第 1 段階において,選手の発達に極めて重要な変数は基礎の獲得である.基礎の獲得
は,次の段階に移行する時に,技術,体力,精神力の向上の土台となる.要するに,コ
ンスタントにショットを打ったり,相手のボールを返球したりすることができなければ,
ゲームを楽しんだり,好きになったりすることは難しくなるということである.基礎を
教えたり,楽しみを経験させたりすることに加えて,発達段階の初期に注目すべき主な
メンタルスキルは自尊心であり,非常に多くの前向きな教育と支援を通じてこれを強化
させることが重要になる.自尊心を高めることができなければ,次の段階におけるやる
気への懸念,不安,自信喪失等に結びつく.
第 2 段階において,発展途上の選手は,目的と強度が設定された練習方法を学習しな
ければならない.さらに,基礎に磨きをかけ,ポジティブな選手になれるようにするた
めには何をすべきかを学習しなければならない.目標設定は,特にこの段階では重要で
ある.選手は,単に目標を設定するだけでなく,正しい目標を設定すること,すなわち,
具体的で挑戦できるもの,しかし,現実的で,結果,プロセス,そしてパフォーマンス
に対する目標でなければならない.選手は,さらに,激しい練習や試合から生じるプレ
ッシャーにうまく対処できるようにストレスマネージメントや集中力を高めるスキル
を身につけ,精神的準備を行わなければならない.
第 3 段階において,パフォーマンスの獲得はゆっくりとしたペースで行われるので,
選手は,絶えず自分自身にやる気を持たせ,挑戦し続ける方法を見出さなければならな
い.コート内外で,気を散らすものに対処したり,注意を集中し続けたりすることを学
習することは,この段階ではかなり重要なことになる.特に,1 日の多くの時間を注目
の的にさらされるようなトップ選手においてはなおさらのことであろう.そして,この
段階にいる選手は,自己調整スキルを獲得しなければならない.つまり,この段階でも
コーチングは選手にとって重要ではあるが,選手は,自分自身で意思決定し,ますます
複雑化していく物理的・社会的環境をマネージメントしていくことを学ばなければなら
ない.
世界一流選手は,これらの段階を通じて発展していく.そして,テニスに関わる人達
は,これらの段階を理解しなければならない.熱心な両親やコーチは,選手を早くチャ
ンピオンにさせようとして,段階を飛ばしてしまいがちだが,各段階で重要なスキルは
異なることから,これらの一連の段階を通じて指導をしていくことが重要になる.テニ
スの才能を発達させる過程は,選手を取り巻くすべてのものから質の高いサポートと多
くの時間を必要とする脆い過程といえるのである.
<参考文献>
Bloom, B. S. (Ed.). (1985) Developing talent in young people.
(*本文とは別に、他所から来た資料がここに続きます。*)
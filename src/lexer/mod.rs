use logos::Logos;

use crate::ast::{Position, SourceMap, Span};

#[derive(Debug, Clone, Copy, PartialEq, Eq, Default)]
pub enum LexErrorKind {
    #[default]
    IllegalCharacter,
    UnterminatedString,
    InvalidEscape,
    IntegerTooLarge,
}

impl LexErrorKind {
    pub fn code(self) -> &'static str {
        match self {
            LexErrorKind::IllegalCharacter => "ZY-L001",
            LexErrorKind::UnterminatedString => "ZY-L002",
            LexErrorKind::InvalidEscape => "ZY-L003",
            LexErrorKind::IntegerTooLarge => "ZY-L004",
        }
    }

    pub fn description(self) -> &'static str {
        match self {
            LexErrorKind::IllegalCharacter => "illegal character",
            LexErrorKind::UnterminatedString => "unterminated string literal",
            LexErrorKind::InvalidEscape => "invalid escape sequence",
            LexErrorKind::IntegerTooLarge => "integer literal too large",
        }
    }
}

#[derive(Logos, Debug, PartialEq, Clone)]
#[logos(error = LexErrorKind)]
#[logos(skip r"[ \t\r\n\f]+")]
#[logos(skip(r"#[^\n]*", allow_greedy = true))]
#[logos(skip(r"//[^\n]*", allow_greedy = true))]
pub enum TokenKind {
    // Keywords, matched only when the whole identifier spells one
    #[token("let")]
    Let,
    #[token("fn")]
    Fn,
    #[token("if")]
    If,
    #[token("else")]
    Else,
    #[token("while")]
    While,
    #[token("return")]
    Return,
    #[token("print")]
    Print,
    #[token("true")]
    True,
    #[token("false")]
    False,
    #[token("nil")]
    Nil,
    #[token("and")]
    And,
    #[token("or")]
    Or,
    #[token("not")]
    Not,

    // Operators
    #[token("+")]
    Plus,
    #[token("-")]
    Minus,
    #[token("*")]
    Star,
    #[token("/")]
    Slash,
    #[token("%")]
    Percent,
    #[token("==")]
    EqEq,
    #[token("!=")]
    NotEq,
    #[token("<")]
    Less,
    #[token("<=")]
    LessEq,
    #[token(">")]
    Greater,
    #[token(">=")]
    GreaterEq,
    #[token("=")]
    Assign,
    #[token("!")]
    Bang,

    // Punctuation
    #[token("(")]
    LParen,
    #[token(")")]
    RParen,
    #[token("{")]
    LBrace,
    #[token("}")]
    RBrace,
    #[token(",")]
    Comma,
    #[token(";")]
    Semicolon,

    // Literals
    #[regex(r"[0-9]+", lex_int)]
    Int(i64),

    #[regex(r"[0-9]+\.[0-9]+([eE][+-]?[0-9]+)?", lex_float)]
    #[regex(r"[0-9]+[eE][+-]?[0-9]+", lex_float)]
    Float(f64),

    #[token("\"", lex_string)]
    Str(String),

    #[regex(r"[A-Za-z_][A-Za-z0-9_]*", |lex| lex.slice().to_string())]
    Ident(String),

    /// Synthesised by [`Lexer`] once the input is exhausted.
    Eof,
}

fn lex_int(lex: &mut logos::Lexer<TokenKind>) -> Result<i64, LexErrorKind> {
    lex.slice().parse::<i64>().map_err(|_| LexErrorKind::IntegerTooLarge)
}

fn lex_float(lex: &mut logos::Lexer<TokenKind>) -> Result<f64, LexErrorKind> {
    lex.slice().parse::<f64>().map_err(|_| LexErrorKind::IllegalCharacter)
}

/// Scans the body of a string literal after the opening quote.
/// On an unterminated string nothing is bumped, so the error span is the opening quote.
fn lex_string(lex: &mut logos::Lexer<TokenKind>) -> Result<String, LexErrorKind> {
    let rest = lex.remainder();
    let mut out = String::new();
    let mut chars = rest.char_indices();
    while let Some((i, c)) = chars.next() {
        match c {
            '"' => {
                lex.bump(i + 1);
                return Ok(out);
            }
            '\\' => match chars.next() {
                Some((_, 'n')) => out.push('\n'),
                Some((_, 't')) => out.push('\t'),
                Some((_, 'r')) => out.push('\r'),
                Some((_, '0')) => out.push('\0'),
                Some((_, '\\')) => out.push('\\'),
                Some((_, '"')) => out.push('"'),
                Some((j, other)) => {
                    lex.bump(j + other.len_utf8());
                    return Err(LexErrorKind::InvalidEscape);
                }
                None => return Err(LexErrorKind::UnterminatedString),
            },
            c => out.push(c),
        }
    }
    Err(LexErrorKind::UnterminatedString)
}

impl TokenKind {
    /// Keywords that can only begin a statement; the parser resynchronises on them.
    pub fn starts_statement(&self) -> bool {
        matches!(
            self,
            TokenKind::Let
                | TokenKind::Fn
                | TokenKind::If
                | TokenKind::While
                | TokenKind::Return
                | TokenKind::Print
        )
    }
}

impl std::fmt::Display for TokenKind {
    fn fmt(&self, f: &mut std::fmt::Formatter<'_>) -> std::fmt::Result {
        let s = match self {
            TokenKind::Let => "'let'",
            TokenKind::Fn => "'fn'",
            TokenKind::If => "'if'",
            TokenKind::Else => "'else'",
            TokenKind::While => "'while'",
            TokenKind::Return => "'return'",
            TokenKind::Print => "'print'",
            TokenKind::True => "'true'",
            TokenKind::False => "'false'",
            TokenKind::Nil => "'nil'",
            TokenKind::And => "'and'",
            TokenKind::Or => "'or'",
            TokenKind::Not => "'not'",
            TokenKind::Plus => "'+'",
            TokenKind::Minus => "'-'",
            TokenKind::Star => "'*'",
            TokenKind::Slash => "'/'",
            TokenKind::Percent => "'%'",
            TokenKind::EqEq => "'=='",
            TokenKind::NotEq => "'!='",
            TokenKind::Less => "'<'",
            TokenKind::LessEq => "'<='",
            TokenKind::Greater => "'>'",
            TokenKind::GreaterEq => "'>='",
            TokenKind::Assign => "'='",
            TokenKind::Bang => "'!'",
            TokenKind::LParen => "'('",
            TokenKind::RParen => "')'",
            TokenKind::LBrace => "'{'",
            TokenKind::RBrace => "'}'",
            TokenKind::Comma => "','",
            TokenKind::Semicolon => "';'",
            TokenKind::Int(n) => return write!(f, "number {n}"),
            TokenKind::Float(n) => return write!(f, "number {n}"),
            TokenKind::Str(_) => "string literal",
            TokenKind::Ident(name) => return write!(f, "identifier '{name}'"),
            TokenKind::Eof => "end of input",
        };
        f.write_str(s)
    }
}

/// A lexed token. Immutable once produced.
#[derive(Debug, Clone, PartialEq)]
pub struct Token {
    pub kind: TokenKind,
    pub lexeme: String,
    pub span: Span,
    pub position: Position,
}

#[derive(Debug, Clone, PartialEq, thiserror::Error)]
#[error("{} at {position}: '{snippet}'", .kind.description())]
pub struct LexError {
    pub kind: LexErrorKind,
    pub span: Span,
    pub position: Position,
    pub snippet: String,
}

impl LexError {
    /// Every lex error comes with a suggested fix where one is obvious.
    pub fn suggestion(&self) -> Option<String> {
        match (self.kind, self.snippet.as_str()) {
            (LexErrorKind::UnterminatedString, _) => {
                Some("close the string with a matching '\"'".to_string())
            }
            (LexErrorKind::InvalidEscape, _) => {
                Some("valid escapes are \\n \\t \\r \\0 \\\\ and \\\"".to_string())
            }
            (LexErrorKind::IntegerTooLarge, _) => Some(format!(
                "integer literals go up to {} (negation applies afterwards, so write the \
                 smallest integer as '-{} - 1'); write a float like '{}.0' instead",
                i64::MAX,
                i64::MAX,
                self.snippet
            )),
            (LexErrorKind::IllegalCharacter, "'") => {
                Some("strings use double quotes: \"text\"".to_string())
            }
            (LexErrorKind::IllegalCharacter, "&") | (LexErrorKind::IllegalCharacter, "&&") => {
                Some("use the keyword 'and'".to_string())
            }
            (LexErrorKind::IllegalCharacter, "|") | (LexErrorKind::IllegalCharacter, "||") => {
                Some("use the keyword 'or'".to_string())
            }
            _ => None,
        }
    }
}

/// Lazy token stream over a source string.
///
/// Yields tokens in source order, then a single `Eof` token. The first lex error is
/// yielded as `Err` and ends the stream; there is no recovery inside the lexer.
pub struct Lexer<'src> {
    source: &'src str,
    inner: logos::Lexer<'src, TokenKind>,
    map: SourceMap,
    finished: bool,
}

impl<'src> Lexer<'src> {
    pub fn new(source: &'src str) -> Self {
        Lexer {
            source,
            inner: TokenKind::lexer(source),
            map: SourceMap::new(source),
            finished: false,
        }
    }

    /// Rewind to the start of the source.
    pub fn reset(&mut self) {
        self.inner = TokenKind::lexer(self.source);
        self.finished = false;
    }

    fn error(&self, kind: LexErrorKind, range: std::ops::Range<usize>) -> LexError {
        let snippet = match kind {
            // Always a whole char, even if the error span stops mid-codepoint
            LexErrorKind::IllegalCharacter => self.source[range.start..]
                .chars()
                .next()
                .map(String::from)
                .unwrap_or_default(),
            _ => self.source[range.clone()].to_string(),
        };
        LexError {
            kind,
            span: range.clone().into(),
            position: self.map.position(range.start),
            snippet,
        }
    }
}

impl Iterator for Lexer<'_> {
    type Item = Result<Token, LexError>;

    fn next(&mut self) -> Option<Self::Item> {
        if self.finished {
            return None;
        }
        match self.inner.next() {
            Some(Ok(kind)) => {
                let range = self.inner.span();
                Some(Ok(Token {
                    kind,
                    lexeme: self.inner.slice().to_string(),
                    position: self.map.position(range.start),
                    span: range.into(),
                }))
            }
            Some(Err(kind)) => {
                self.finished = true;
                Some(Err(self.error(kind, self.inner.span())))
            }
            None => {
                self.finished = true;
                let end = self.source.len();
                Some(Ok(Token {
                    kind: TokenKind::Eof,
                    lexeme: String::new(),
                    span: Span::new(end, end),
                    position: self.map.position(end),
                }))
            }
        }
    }
}

impl std::iter::FusedIterator for Lexer<'_> {}

/// Lex a whole source into tokens ending with `Eof`, or the first error.
pub fn lex(source: &str) -> Result<Vec<Token>, LexError> {
    let tokens = Lexer::new(source).collect::<Result<Vec<_>, _>>()?;
    tracing::debug!(tokens = tokens.len(), "lexed source");
    Ok(tokens)
}

/// Lex as far as possible. On error, the tokens before it are kept and end
/// with an `Eof` placed where the bad token starts, so the parser can still
/// report problems in the text that did lex.
pub fn lex_partial(source: &str) -> (Vec<Token>, Option<LexError>) {
    let mut tokens = Vec::new();
    for item in Lexer::new(source) {
        match item {
            Ok(tok) => tokens.push(tok),
            Err(e) => {
                tokens.push(Token {
                    kind: TokenKind::Eof,
                    lexeme: String::new(),
                    span: Span::new(e.span.start, e.span.start),
                    position: e.position,
                });
                tracing::debug!(tokens = tokens.len(), code = e.kind.code(), "lexing stopped at an error");
                return (tokens, Some(e));
            }
        }
    }
    tracing::debug!(tokens = tokens.len(), "lexed source");
    (tokens, None)
}
use std::rc::Rc;

/// A runtime value, and the payload of a constant-pool entry.
///
/// There are no container types, so values never form cycles; strings are
/// reference-counted so copies on the operand stack stay cheap.
#[derive(Debug, Clone, PartialEq)]
pub enum Value {
    Int(i64),
    Float(f64),
    Bool(bool),
    Str(Rc<str>),
    Nil,
    Function { entry: u32, arity: u32 },
}

impl Value {
    pub fn str(s: &str) -> Self {
        Value::Str(Rc::from(s))
    }

    pub fn type_name(&self) -> &'static str {
        match self {
            Value::Int(_) => "int",
            Value::Float(_) => "float",
            Value::Bool(_) => "bool",
            Value::Str(_) => "string",
            Value::Nil => "nil",
            Value::Function { .. } => "function",
        }
    }

    /// Constant-pool identity: same kind and same bits. `1` and `1.0` stay
    /// distinct, as do `0.0` and `-0.0`.
    pub fn same_constant(&self, other: &Value) -> bool {
        match (self, other) {
            (Value::Int(a), Value::Int(b)) => a == b,
            (Value::Float(a), Value::Float(b)) => a.to_bits() == b.to_bits(),
            (Value::Bool(a), Value::Bool(b)) => a == b,
            (Value::Str(a), Value::Str(b)) => a == b,
            (Value::Nil, Value::Nil) => true,
            (
                Value::Function { entry: e1, arity: a1 },
                Value::Function { entry: e2, arity: a2 },
            ) => e1 == e2 && a1 == a2,
            _ => false,
        }
    }
}

impl std::fmt::Display for Value {
    fn fmt(&self, f: &mut std::fmt::Formatter<'_>) -> std::fmt::Result {
        match self {
            Value::Int(n) => write!(f, "{}", n),
            Value::Float(n) => {
                if n.is_finite() && n.fract() == 0.0 {
                    write!(f, "{:.1}", n)
                } else {
                    write!(f, "{}", n)
                }
            }
            Value::Str(s) => write!(f, "{}", s),
            Value::Bool(b) => write!(f, "{}", b),
            Value::Nil => write!(f, "nil"),
            Value::Function { entry, arity } => write!(f, "<fn@{}/{}>", entry, arity),
        }
    }
}

#[cfg(test)]
mod tests {
    use super::*;

    #[test]
    fn display_numbers() {
        assert_eq!(Value::Int(7).to_string(), "7");
        assert_eq!(Value::Int(-3).to_string(), "-3");
        assert_eq!(Value::Float(2.0).to_string(), "2.0");
        assert_eq!(Value::Float(2.5).to_string(), "2.5");
        assert_eq!(Value::Float(f64::INFINITY).to_string(), "inf");
    }

    #[test]
    fn display_other_kinds() {
        assert_eq!(Value::str("hi").to_string(), "hi");
        assert_eq!(Value::Bool(false).to_string(), "false");
        assert_eq!(Value::Nil.to_string(), "nil");
        assert_eq!(Value::Function { entry: 4, arity: 2 }.to_string(), "<fn@4/2>");
    }

    #[test]
    fn constant_identity_distinguishes_kinds() {
        assert!(Value::Int(1).same_constant(&Value::Int(1)));
        assert!(!Value::Int(1).same_constant(&Value::Float(1.0)));
        assert!(!Value::Float(0.0).same_constant(&Value::Float(-0.0)));
        assert!(Value::str("a").same_constant(&Value::str("a")));
        assert!(!Value::Bool(true).same_constant(&Value::Bool(false)));
    }
}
NY: Ballantine.
Ericsson, K. A. (1996). The acquisition of expert performance: an introduction to some of the
issues. In K. A. Ericsson, Ed., The Road to Excellence: The Acquisition of Expert Performance
in the Arts and Sciences, Sports, and Games. Mahwah, NJ: Erlbaum, pp.1-50.
Gibbons, T. (1998). The Development of Excellence. A Common Pathway to the Top in Music,
Art, Academics and Sport. Olympic Coach, Vol. 8, No.3.
Gould, D., Dieffenbach, K., & Moffett, A. (2002). Psychological characteristics and their
development in Olympic champions. Journal of Applied Sport Psychology, 14, 172-204.